■ **What needs to be done**: Copy out the entries below in full and exactly.

Record set: Begin

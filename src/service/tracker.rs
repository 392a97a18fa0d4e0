use crate::db::{Device, DevicesStorage};
use crate::error::TrackerError;
use chrono::Utc;
use std::sync::Arc;
use tokio::sync::OnceCell;
use tracing::{debug, info};

/// Owns the device storage and the once-per-process schema initialization.
///
/// Cloning shares the same readiness state, so every handler awaits a single
/// in-flight initialization. A failed attempt leaves the cell empty and the
/// next caller starts over.
#[derive(Clone)]
pub struct DeviceTracker {
    storage: DevicesStorage,
    ready: Arc<OnceCell<()>>,
}

impl DeviceTracker {
    pub fn new(storage: DevicesStorage) -> Self {
        Self {
            storage,
            ready: Arc::new(OnceCell::new()),
        }
    }

    #[cfg(test)]
    pub(crate) fn storage(&self) -> &DevicesStorage {
        &self.storage
    }

    #[cfg(test)]
    pub(crate) fn is_ready(&self) -> bool {
        self.ready.initialized()
    }

    /// Create the table and seed it if empty, once. Later calls return immediately.
    pub async fn ensure_ready(&self) -> Result<(), TrackerError> {
        self.ready
            .get_or_try_init(|| async {
                self.storage.init_schema().await?;
                let seeded = self.storage.seed_if_empty().await?;
                if seeded > 0 {
                    info!(count = seeded, "seeded device table");
                } else {
                    debug!("device table already populated");
                }
                Ok::<(), TrackerError>(())
            })
            .await?;
        Ok(())
    }

    pub async fn list_all(&self) -> Result<Vec<Device>, TrackerError> {
        self.ensure_ready().await?;
        self.storage.list_all().await
    }

    /// Last writer wins: the current status is not checked.
    pub async fn checkout(&self, name: &str, borrower: &str) -> Result<(), TrackerError> {
        self.ensure_ready().await?;
        let affected = self.storage.checkout(name, borrower, Utc::now()).await?;
        if affected == 0 {
            return Err(TrackerError::DeviceNotFound(name.to_string()));
        }
        info!(device = %name, borrower = %borrower, "device checked out");
        Ok(())
    }

    pub async fn checkin(&self, name: &str) -> Result<(), TrackerError> {
        self.ensure_ready().await?;
        let affected = self.storage.checkin(name).await?;
        if affected == 0 {
            return Err(TrackerError::DeviceNotFound(name.to_string()));
        }
        info!(device = %name, "device checked in");
        Ok(())
    }
}

#[cfg(test)]
mod tests {
    use super::*;
    use crate::db::DeviceStatus;
    use crate::db::sqlite::tests::{file_storage, memory_storage};
    use futures::future::join_all;

    #[tokio::test(flavor = "multi_thread", worker_threads = 4)]
    async fn concurrent_ensure_ready_seeds_once() {
        let db = file_storage(8).await;
        let tracker = DeviceTracker::new(db.storage.clone());
        assert!(!tracker.is_ready());

        let handles: Vec<_> = (0..8)
            .map(|_| {
                let tracker = tracker.clone();
                tokio::spawn(async move { tracker.ensure_ready().await })
            })
            .collect();
        let results = join_all(handles).await;
        assert!(results.into_iter().all(|r| matches!(r, Ok(Ok(())))));
        assert!(tracker.is_ready());
        assert_eq!(tracker.storage().count().await.unwrap(), 7);

        tracker.ensure_ready().await.unwrap();
        assert_eq!(tracker.storage().count().await.unwrap(), 7);
    }

    #[tokio::test]
    async fn closed_pool_leaves_tracker_uninitialized() {
        let tracker = DeviceTracker::new(memory_storage().await);
        tracker.storage().pool().close().await;

        assert!(matches!(
            tracker.ensure_ready().await,
            Err(TrackerError::Database(_))
        ));
        assert!(!tracker.is_ready());
        assert!(tracker.list_all().await.is_err());
    }

    #[tokio::test]
    async fn failed_initialization_is_retried_from_scratch() {
        let tracker = DeviceTracker::new(memory_storage().await);
        let pool = tracker.storage().pool().clone();
        sqlx::query("CREATE TABLE devices (id INTEGER PRIMARY KEY, name TEXT NOT NULL)")
            .execute(&pool)
            .await
            .unwrap();

        assert!(matches!(
            tracker.ensure_ready().await,
            Err(TrackerError::Database(_))
        ));
        assert!(!tracker.is_ready());

        sqlx::query("DROP TABLE devices").execute(&pool).await.unwrap();

        tracker.ensure_ready().await.unwrap();
        assert!(tracker.is_ready());
        assert_eq!(tracker.storage().count().await.unwrap(), 7);
        assert_eq!(tracker.list_all().await.unwrap().len(), 7);
    }

    #[tokio::test]
    async fn operations_initialize_lazily() {
        let tracker = DeviceTracker::new(memory_storage().await);
        let devices = tracker.list_all().await.unwrap();
        assert_eq!(devices.len(), 7);
        assert!(tracker.is_ready());
    }

    #[tokio::test]
    async fn checkout_unknown_device_is_not_found() {
        let tracker = DeviceTracker::new(memory_storage().await);
        let err = tracker.checkout("Nonexistent Phone", "Bob").await.unwrap_err();
        assert!(matches!(err, TrackerError::DeviceNotFound(ref name) if name == "Nonexistent Phone"));
        assert!(
            tracker
                .list_all()
                .await
                .unwrap()
                .iter()
                .all(|d| d.status == DeviceStatus::Available)
        );
    }

    #[tokio::test]
    async fn checkout_and_checkin_round_trip() {
        let tracker = DeviceTracker::new(memory_storage().await);
        tracker.checkout("iPhone 15", "Alice").await.unwrap();
        let device = tracker.storage().get_by_name("iPhone 15").await.unwrap().unwrap();
        assert_eq!(device.status, DeviceStatus::CheckedOut);
        assert_eq!(device.borrower.as_deref(), Some("Alice"));

        tracker.checkin("iPhone 15").await.unwrap();
        tracker.checkin("iPhone 15").await.unwrap();
        let device = tracker.storage().get_by_name("iPhone 15").await.unwrap().unwrap();
        assert_eq!(device.status, DeviceStatus::Available);
        assert!(device.borrower.is_none());
    }
}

Record set: End

■ **Your solution**:
filename src/service/tracker.rs
repository 392a97a18fa0d4e0
use crate::db::{Device, DevicesStorage};
use crate::error::TrackerError;
use chrono::Utc;
use std::sync::Arc;
use tokio::sync::OnceCell;
use tracing::{debug, info};

/// Owns the device storage and the once-per-process schema initialization.
///
/// Cloning shares the same readiness state, so every handler awaits a single
/// in-flight initialization. A failed attempt leaves the cell empty and the
/// next caller starts over.
#[derive(Clone)]
pub struct DeviceTracker {
    storage: DevicesStorage,
    ready: Arc<OnceCell<()>>,
}

impl DeviceTracker {
    pub fn new(storage: DevicesStorage) -> Self {
        Self {
            storage,
            ready: Arc::new(OnceCell::new()),
        }
    }

    #[cfg(test)]
    pub(crate) fn storage(&self) -> &DevicesStorage {
        &self.storage
    }

    #[cfg(test)]
    pub(crate) fn is_ready(&self) -> bool {
        self.ready.initialized()
    }

    /// Create the table and seed it if empty, once. Later calls return immediately.
    pub async fn ensure_ready(&self) -> Result<(), TrackerError> {
        self.ready
            .get_or_try_init(|| async {
                self.storage.init_schema().await?;
                let seeded = self.storage.seed_if_empty().await?;
                if seeded > 0 {
                    info!(count = seeded, "seeded device table");
                } else {
                    debug!("device table already populated");
                }
                Ok::<(), TrackerError>(())
            })
            .await?;
        Ok(())
    }

    pub async fn list_all(&self) -> Result<Vec<Device>, TrackerError> {
        self.ensure_ready().await?;
        self.storage.list_all().await
    }

    /// Last writer wins: the current status is not checked.
    pub async fn checkout(&self, name: &str, borrower: &str) -> Result<(), TrackerError> {
        self.ensure_ready().await?;
        let affected = self.storage.checkout(name, borrower, Utc::now()).await?;
        if affected == 0 {
            return Err(TrackerError::DeviceNotFound(name.to_string()));
        }
        info!(device = %name, borrower = %borrower, "device checked out");
        Ok(())
    }

    pub async fn checkin(&self, name: &str) -> Result<(), TrackerError> {
        self.ensure_ready().await?;
        let affected = self.storage.checkin(name).await?;
        if affected == 0 {
            return Err(TrackerError::DeviceNotFound(name.to_string()));
        }
        info!(device = %name, "device checked in");
        Ok(())
    }
}

#[cfg(test)]
mod tests {
    use super::*;
    use crate::db::DeviceStatus;
    use crate::db::sqlite::tests::{file_storage, memory_storage};
    use futures::future::join_all;

    #[tokio::test(flavor = "multi_thread", worker_threads = 4)]
    async fn concurrent_ensure_ready_seeds_once() {
        let db = file_storage(8).await;
        let tracker = DeviceTracker::new(db.storage.clone());
        assert!(!tracker.is_ready());

        let handles: Vec<_> = (0..8)
            .map(|_| {
                let tracker = tracker.clone();
                tokio::spawn(async move { tracker.ensure_ready().await })
            })
            .collect();
        let results = join_all(handles).await;
        assert!(results.into_iter().all(|r| matches!(r, Ok(Ok(())))));
        assert!(tracker.is_ready());
        assert_eq!(tracker.storage().count().await.unwrap(), 7);

        tracker.ensure_ready().await.unwrap();
        assert_eq!(tracker.storage().count().await.unwrap(), 7);
    }

    #[tokio::test]
    async fn closed_pool_leaves_tracker_uninitialized() {
        let tracker = DeviceTracker::new(memory_storage().await);
        tracker.storage().pool().close().await;

        assert!(matches!(
            tracker.ensure_ready().await,
            Err(TrackerError::Database(_))
        ));
        assert!(!tracker.is_ready());
        assert!(tracker.list_all().await.is_err());
    }

    #[tokio::test]
    async fn failed_initialization_is_retried_from_scratch() {
        let tracker = DeviceTracker::new(memory_storage().await);
        let pool = tracker.storage().pool().clone();
        sqlx::query("CREATE TABLE devices (id INTEGER PRIMARY KEY, name TEXT NOT NULL)")
            .execute(&pool)
            .await
            .unwrap();

        assert!(matches!(
            tracker.ensure_ready().await,
            Err(TrackerError::Database(_))
        ));
        assert!(!tracker.is_ready());

        sqlx::query("DROP TABLE devices").execute(&pool).await.unwrap();

        tracker.ensure_ready().await.unwrap();
        assert!(tracker.is_ready());
        assert_eq!(tracker.storage().count().await.unwrap(), 7);
        assert_eq!(tracker.list_all().await.unwrap().len(), 7);
    }

    #[tokio::test]
    async fn operations_initialize_lazily() {
        let tracker = DeviceTracker::new(memory_storage().await);
        let devices = tracker.list_all().await.unwrap();
        assert_eq!(devices.len(), 7);
        assert!(tracker.is_ready());
    }

    #[tokio::test]
    async fn checkout_unknown_device_is_not_found() {
        let tracker = DeviceTracker::new(memory_storage().await);
        let err = tracker.checkout("Nonexistent Phone", "Bob").await.unwrap_err();
        assert!(matches!(err, TrackerError::DeviceNotFound(ref name) if name == "Nonexistent Phone"));
        assert!(
            tracker
                .list_all()
                .await
                .unwrap()
                .iter()
                .all(|d| d.status == DeviceStatus::Available)
        );
    }

    #[tokio::test]
    async fn checkout_and_checkin_round_trip() {
        let tracker = DeviceTracker::new(memory_storage().await);
        tracker.checkout("iPhone 15", "Alice").await.unwrap();
        let device = tracker.storage().get_by_name("iPhone 15").await.unwrap().unwrap();
        assert_eq!(device.status, DeviceStatus::CheckedOut);
        assert_eq!(device.borrower.as_deref(), Some("Alice"));

        tracker.checkin("iPhone 15").await.unwrap();
        tracker.checkin("iPhone 15").await.unwrap();
        let device = tracker.storage().get_by_name("iPhone 15").await.unwrap().unwrap();
        assert_eq!(device.status, DeviceStatus::Available);
        assert!(device.borrower.is_none());
    }
}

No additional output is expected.